Saved data entries

-- Opening Marker --

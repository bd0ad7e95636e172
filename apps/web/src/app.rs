use crate::features::{auth::state::AuthProvider, inbox::InboxProvider};
use crate::routes::AppRoutes;
use leptos::prelude::*;
use leptos_router::components::Router;

#[component]
pub fn App() -> impl IntoView {
    view! {
        <AuthProvider>
            <InboxProvider>
                <Router>
                    <AppRoutes />
                </Router>
            </InboxProvider>
        </AuthProvider>
    }
}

-- Closing Marker --

*What is being asked*. Copy the lines above exactly, leaving every word as it is.

*Exercise response*.
repository bd0ad7e95636e172
filename apps/web/src/app.rs
use crate::features::{auth::state::AuthProvider, inbox::InboxProvider};
use crate::routes::AppRoutes;
use leptos::prelude::*;
use leptos_router::components::Router;

#[component]
pub fn App() -> impl IntoView {
    view! {
        <AuthProvider>
            <InboxProvider>
                <Router>
                    <AppRoutes />
                </Router>
            </InboxProvider>
        </AuthProvider>
    }
}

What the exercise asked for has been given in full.